По точной метафоре Сапольски — жутко понравившейся ему самому, — «корни коллективизма уходят в культуру так же глубоко, как корни пшеницы в землю». Ни биолог и приматолог Сапольски, ни его читатель я не знаем, насколько глубоко уходят в землю корни пшеницы, но суть метафоры понятна: привычка идентифицировать себя через принадлежность к коллективу очень тесно связана с культурой той страны, в которой мы живем. Рассуждая о знаменитом американском индивидуализме, биолог вспоминает, что вообще-то американцам и не с чего быть коллективистами: эта нация создана переселенцами, изгоями, эмигрантами, которые уехали в Новый Свет за голубой мечтой — естественно, в каждом отдельном случае личной, а не коллективной. Не то оседлые земледельческие культуры: когда твои предки во всех обозримых поколениях занимались в основном тем, что все вместе, одним колхозом или одной общиной возделывали поля, — сложно в один момент взять и перестать рассуждать в категориях рода, народа и родины.

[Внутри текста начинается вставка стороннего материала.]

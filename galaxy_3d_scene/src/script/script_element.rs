/// ScriptElement: an already-parsed markup element of a scene script.
///
/// Reading script text is left to the caller (any XML reader can build this
/// tree). Element and attribute names compare case-insensitively.
///
/// # Example
///
/// ```ignore
/// let pass = ScriptElement::new("Pass")
///     .with_attribute("Name", "main")
///     .with_child(ScriptElement::new("C").with_attribute("S", "render"));
/// ```

#[derive(Debug, Clone, Default, PartialEq)]
pub struct ScriptElement {
    pub name: String,
    pub attributes: Vec<(String, String)>,
    pub children: Vec<ScriptElement>,
    /// Concatenated text content
    pub text: String,
}

impl ScriptElement {
    pub fn new(name: impl Into<String>) -> Self {
        Self {
            name: name.into(),
            ..Default::default()
        }
    }

    pub fn with_attribute(mut self, name: impl Into<String>, value: impl Into<String>) -> Self {
        self.attributes.push((name.into(), value.into()));
        self
    }

    pub fn with_child(mut self, child: ScriptElement) -> Self {
        self.children.push(child);
        self
    }

    pub fn with_text(mut self, text: impl Into<String>) -> Self {
        self.text = text.into();
        self
    }

    /// Shorthand for `<name>text</name>`
    pub fn text_element(name: impl Into<String>, text: impl Into<String>) -> Self {
        Self::new(name).with_text(text)
    }

    /// Whether this element is named `name` (case-insensitive)
    pub fn is(&self, name: &str) -> bool {
        self.name.eq_ignore_ascii_case(name)
    }

    /// Attribute value, trimmed (case-insensitive lookup)
    pub fn attribute(&self, name: &str) -> Option<&str> {
        self.attributes.iter()
            .find(|(n, _)| n.eq_ignore_ascii_case(name))
            .map(|(_, v)| v.trim())
    }

    /// First child named `name`
    pub fn child(&self, name: &str) -> Option<&ScriptElement> {
        self.children.iter().find(|c| c.is(name))
    }

    /// Trimmed text of the first child named `name`
    pub fn child_text(&self, name: &str) -> Option<&str> {
        self.child(name).map(|c| c.text.trim())
    }
}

Роберт Сапольски. Фото: Википедия
Эту мысль вряд ли можно назвать новой, но согласимся, что взгляд с птичьего полета такой высоты действительно многое объясняет: иначе чем еще объяснять такую острую ненависть «народа» к любым индивидуальным достижениям, к индивидуальности вообще — проявляющейся хоть в мировоззрении, хоть в одежде, хоть в поведении. Если мышление в категории «мы» действительно последовательно воспитывается веками, вряд ли можно ожидать, что в течение всего лет тридцати человек возьмет и научится думать в категории «я».

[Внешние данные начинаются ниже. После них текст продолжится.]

/// Octree nodes: recursive cubic subdivision of the indexed volume.
///
/// Nodes live in a flat arena owned by the octree and refer to each other
/// by `NodeId`. Children are created lazily, the first time an object is
/// small enough to be pushed into their octant, and are never destroyed
/// while the octree lives (only their attachment lists shrink).
///
/// Octant bit layout: bit2 = X, bit1 = Y, bit0 = Z (1 = above the center).

use glam::Vec3;
use crate::math::BoundingSphere;
use super::scene_node::{NodeId, SceneNode};
use super::scene_object::{ObjectEntry, SceneObjectKey};

/// Direction of each octant center from its parent center, indexed by
/// the octant bits returned by `OctreeSceneNode::get_extend`.
pub const OFFSET_VECTOR_TABLE: [Vec3; 8] = [
    Vec3::new(-1.0, -1.0, -1.0),
    Vec3::new(-1.0, -1.0, 1.0),
    Vec3::new(-1.0, 1.0, -1.0),
    Vec3::new(-1.0, 1.0, 1.0),
    Vec3::new(1.0, -1.0, -1.0),
    Vec3::new(1.0, -1.0, 1.0),
    Vec3::new(1.0, 1.0, -1.0),
    Vec3::new(1.0, 1.0, 1.0),
];

// ===== OCTREE BOX =====

/// Axis-aligned cube: center + edge length
#[derive(Debug, Clone, Copy, PartialEq)]
pub struct OctreeBox {
    pub center: Vec3,
    pub length: f32,
}

impl OctreeBox {
    pub fn new(center: Vec3, length: f32) -> Self {
        Self { center, length }
    }

    pub fn get_min(&self) -> Vec3 {
        self.center - Vec3::splat(self.length * 0.5)
    }

    pub fn get_max(&self) -> Vec3 {
        self.center + Vec3::splat(self.length * 0.5)
    }

    /// Sphere passing through the eight corners
    pub fn bounding_sphere(&self) -> BoundingSphere {
        BoundingSphere::new(self.center, self.length * 0.5 * 3.0_f32.sqrt())
    }

    /// Box of one octant: half the length, centered a quarter length away
    /// along the octant diagonal.
    pub fn octant(&self, octant: usize) -> OctreeBox {
        let offset_length = self.length / 4.0;
        OctreeBox::new(
            self.center + OFFSET_VECTOR_TABLE[octant] * offset_length,
            self.length / 2.0,
        )
    }
}

// ===== OCTREE SCENE NODE =====

#[derive(Debug)]
pub struct OctreeSceneNode {
    node: SceneNode,
    octree_box: OctreeBox,
    /// Cached from the box, used for frustum and ray rejection
    bounding_sphere: BoundingSphere,
    parent: Option<NodeId>,
    children: [Option<NodeId>; 8],
    depth: u32,
}

impl OctreeSceneNode {
    fn new(id: NodeId, octree_box: OctreeBox, parent: Option<NodeId>, depth: u32) -> Self {
        Self {
            node: SceneNode::new(id),
            octree_box,
            bounding_sphere: octree_box.bounding_sphere(),
            parent,
            children: [None; 8],
            depth,
        }
    }

    pub fn id(&self) -> NodeId {
        self.node.id()
    }

    pub fn octree_box(&self) -> &OctreeBox {
        &self.octree_box
    }

    pub fn bounding_sphere(&self) -> &BoundingSphere {
        &self.bounding_sphere
    }

    pub fn parent(&self) -> Option<NodeId> {
        self.parent
    }

    pub fn child(&self, octant: usize) -> Option<NodeId> {
        self.children[octant]
    }

    /// Children that exist, in octant order
    pub fn children(&self) -> impl Iterator<Item = NodeId> + '_ {
        self.children.iter().flatten().copied()
    }

    /// Distance from the root (root = 0)
    pub fn depth(&self) -> u32 {
        self.depth
    }

    /// Objects attached directly to this node
    pub fn objects(&self) -> &[SceneObjectKey] {
        self.node.objects()
    }

    /// Octant of `position` relative to this node's center.
    pub fn get_extend(&self, position: Vec3) -> usize {
        let center = self.octree_box.center;
        ((position.x > center.x) as usize) << 2
            | ((position.y > center.y) as usize) << 1
            | (position.z > center.z) as usize
    }

    pub fn get_min(&self) -> Vec3 {
        self.octree_box.get_min()
    }

    pub fn get_max(&self) -> Vec3 {
        self.octree_box.get_max()
    }
}

// ===== OCTREE ARENA =====

/// Node arena plus the subdivision policy.
pub(crate) struct Octree {
    nodes: Vec<OctreeSceneNode>,
    minimum_bv_size: f32,
}

impl Octree {
    pub(crate) fn new(root_box: OctreeBox, minimum_bv_size: f32) -> Self {
        Self {
            nodes: vec![OctreeSceneNode::new(NodeId::ROOT, root_box, None, 0)],
            minimum_bv_size,
        }
    }

    pub(crate) fn node(&self, id: NodeId) -> &OctreeSceneNode {
        &self.nodes[id.0]
    }

    pub(crate) fn root(&self) -> &OctreeSceneNode {
        &self.nodes[NodeId::ROOT.0]
    }

    pub(crate) fn node_count(&self) -> usize {
        self.nodes.len()
    }

    /// Insert an object below `start`, pushing it down while it is small
    /// compared to the candidate octant. Returns the node now holding it.
    pub(crate) fn add_object(
        &mut self,
        start: NodeId,
        key: SceneObjectKey,
        entry: &mut ObjectEntry,
    ) -> NodeId {
        let sphere = entry.object.bounding_sphere();
        let mut current = start;

        loop {
            let node = &self.nodes[current.0];
            let offset_length = node.octree_box.length / 4.0;

            if !(offset_length > self.minimum_bv_size && sphere.radius <= offset_length) {
                self.nodes[current.0].node.add_object(key, entry);
                return current;
            }

            let octant = node.get_extend(sphere.center);
            let existing = node.children[octant];
            current = match existing {
                Some(child) => child,
                None => self.create_child(current, octant),
            };
        }
    }

    fn create_child(&mut self, parent: NodeId, octant: usize) -> NodeId {
        debug_assert!(octant < 8);
        let id = NodeId(self.nodes.len());
        let parent_node = &self.nodes[parent.0];
        let child = OctreeSceneNode::new(
            id,
            parent_node.octree_box.octant(octant),
            Some(parent),
            parent_node.depth + 1,
        );
        self.nodes.push(child);
        self.nodes[parent.0].children[octant] = Some(id);
        id
    }

    /// Remove an object, starting at `from`.
    ///
    /// Below the root the request goes straight to the recorded holder.
    /// At the root the tree is searched, descending only into children
    /// whose sphere touches the object's current sphere. An object that
    /// moved away from its holder is then still removed through the
    /// recorded holder.
    pub(crate) fn remove_object(
        &mut self,
        from: NodeId,
        key: SceneObjectKey,
        entry: &mut ObjectEntry,
    ) -> bool {
        if self.nodes[from.0].parent.is_none() && self.remove_object_internal(from, key, entry) {
            return true;
        }

        match entry.node {
            Some(holder) => self.nodes[holder.0].node.remove_object(key, entry),
            None => false,
        }
    }

    fn remove_object_internal(
        &mut self,
        id: NodeId,
        key: SceneObjectKey,
        entry: &mut ObjectEntry,
    ) -> bool {
        let sphere = entry.object.bounding_sphere();
        let children = self.nodes[id.0].children;

        for child in children.into_iter().flatten() {
            if self.nodes[child.0].bounding_sphere.intersects(&sphere)
                && self.remove_object_internal(child, key, entry)
            {
                return true;
            }
        }

        self.nodes[id.0].node.remove_object(key, entry)
    }
}

#[cfg(test)]
#[path = "octree_scene_node_tests.rs"]
mod tests;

При этом идентификация себя через «мы» имеет один очень серьезный побочный эффект: где есть «мы» — там есть и «они».
Сапольски пишет, что наш — в смысле человеческий, а не народный — мозг умеет делить людей на «своих» и «чужих» невероятно одаренно: уже к трем-четырем годам дети приучаются делить окружающих по полу и национальности, быть враждебными к Чужим и доброжелательными к Своим.
Причем деление они усваивают сразу — например, по первому приветствию воспитателя в детском саду: «Здравствуйте, девочки и мальчики!»
При этом естественно, что любые «мы» по определению воспринимаются лучше, чем любые «они». В книге приводится эксперимент: обезьянам показывали фотографии особей их группы вперемешку с чем-то приятным (фруктами) или неприятным (пауками). Те пары, которые были построены на контрасте (свой + паук и чужой + фрукт), обезьяны рассматривали дольше, как бы удивляясь: как это хороший наш может стоять рядом с такой гадостью? как это такая гадость, как чужой, может быть рядом с приятным бананом?
Как показывает жизненный опыт — и как пишет Сапольски, — у людей отношения между своим и чужим выстраиваются часто не слишком сложнее, чем у подопытных обезьян:
«Для размежевания Мы и Они, Свои и Чужие характерно преувеличение ценности Нашего мировоззрения: у Нас все правильнее, мудрее, более этично и порядочно, когда дело касается богов/экономики/воспитания/войны. В процессе создания группы «Мы» гипертрофированно увеличивается значимость произвольных маркеров, а это требует некоторой работы: нам предстоит рационально объяснить, почему наша еда вкуснее, музыка нежнее, а наш язык более поэтичен или логичен».
Чувство превосходства «своих» — это первая скрепа, которой держится сообщество «мы». Но ее одной было бы маловато, поэтому всегда в интересах сообщества «мы» сформировать запасные: например, скрепить членов совместными обязательствами перед группой (допустим, чувством долга или чувством вины). Последнее, кстати, особенно действенно: по словам Сапольски, чем более виноватым себя чувствует человек по отношению к «своим», тем хуже он ведет себя по отношению к «чужим».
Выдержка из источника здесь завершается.